After reading and understanding the drawings and detailed descriptions, other aspects can be understood.





BRIEF DESCRIPTION OF DRAWINGS

The drawings are used to provide a further understanding of the technical solutions herein and form part of the specification, which together with examples of the present application explain the technical solutions herein and should not be construed as the limitations of the technical solutions herein.



FIGS. 1-9 are structural schematic diagrams from steps of a method for manufacturing a free-standing gallium nitride substrate provided in an example of the present application.





REFERENCE LIST






    • 101 sapphire substrate


    • 102 gallium nitride film


    • 103 transfer substrate


    • 104 temporary bonding layer


    • 105 receiving substrate


    • 106 first metal grid


    • 107 second metal grid


    • 108 gallium nitride epitaxial layer





DETAILED DESCRIPTION

The embodiment of the present application is illustrated by the following specific examples, and those skilled in the art can easily understand other advantages and efficacies of the present application by the content disclosed in this specification. The present application may also be implemented or applied by other different specific embodiments, and based on different views and applications, the details in this specification may also be modified or changed without deviating from the spirit of the present application.
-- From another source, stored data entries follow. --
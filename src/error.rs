use std::path::PathBuf;

pub type Result<T, E = Error> = std::result::Result<T, E>;

#[derive(Debug, thiserror::Error)]
pub enum Error {
    #[error("failed to create the window: {0}")]
    Window(#[from] glutin::CreationError),

    #[error("failed to make the GL context current: {0}")]
    Context(#[from] glutin::ContextError),

    #[error("failed to capture the cursor: {0}")]
    CursorGrab(#[from] glutin::error::ExternalError),

    #[error("shader not found: {}", .0.display())]
    ShaderNotFound(PathBuf),

    #[error("failed to read {}: {source}", path.display())]
    Io {
        path: PathBuf,
        #[source]
        source: std::io::Error,
    },

    #[error("{0} contains an interior NUL byte")]
    InvalidSource(&'static str),

    #[error("{stage} shader compile error:\n{log}")]
    Compile { stage: &'static str, log: String },

    #[error("linking shader program failed:\n{0}")]
    Link(String),

    #[error("could not find uniform '{0}'")]
    UniformNotFound(String),

    #[error("the given image file '{}' does not exist", .0.display())]
    TextureNotFound(PathBuf),

    #[error("failed to load image: {0}")]
    Image(#[from] image::ImageError),
}

#[cfg(test)]
mod tests {
    use super::*;

    #[test]
    fn messages_carry_the_diagnostic() {
        let err = Error::Compile {
            stage: "Vertex",
            log: "0:1(1): error: syntax error".to_string(),
        };
        assert_eq!(
            err.to_string(),
            "Vertex shader compile error:\n0:1(1): error: syntax error"
        );

        let err = Error::UniformNotFound("model".to_string());
        assert_eq!(err.to_string(), "could not find uniform 'model'");

        let err = Error::TextureNotFound(PathBuf::from("textures/missing.png"));
        assert_eq!(
            err.to_string(),
            "the given image file 'textures/missing.png' does not exist"
        );
    }
}
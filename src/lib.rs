//! Shared pieces of the LearnOpenGL exercises: a thin OpenGL wrapper, a
//! first-person camera and the window/render loop every exercise runs in.
//!
//! Each exercise lives in `src/bin/` and implements [`Exercise`].
pub mod assets;
pub mod camera;
pub mod config;
pub mod error;
pub mod geometry;
pub mod graphics;
pub mod input;
pub mod logging;
pub mod window;

pub use camera::{Camera, CameraSettings, Direction};
pub use config::WindowConfig;
pub use error::{Error, Result};
pub use input::{KeyboardState, MouseTracker};
pub use window::{quit, run, Exercise, FrameTime};

/// Re-exported so exercises match on the same key codes the loop tracks
pub use glutin::event::VirtualKeyCode;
In detailing examples of the present application, for illustrative purposes, the cutaway view showing the device structure will not be partially enlarged according to the general proportion, and the schematic diagram is only an example, which should not limit the protection scope of the present application. In addition, in actual production, three spatial dimensions of length, width and depth should be comprised.


For ease of description, spatial relationship terms such as “under”, “below”, “lower than”, “underneath”, “above”, “up”, etc. may be used herein to describe the relationship of one component or feature and other components or features shown in the drawings. It should be understood that these spatial relationship terms comprise other orientation of the device in use or operation in addition to the orientation described in the drawings. Furthermore, when a layer is described as being “between” two layers, it can be the only layer between the two layers, or can be one or more layers between the two layers.


In the context of the present application, the structure where the first feature is “above” the second feature can comprise examples where the first feature directly contacts with the second feature, or can comprise examples where an additional feature forms between the first feature and the second feature, such that the first feature may not be in direct contact with the second feature.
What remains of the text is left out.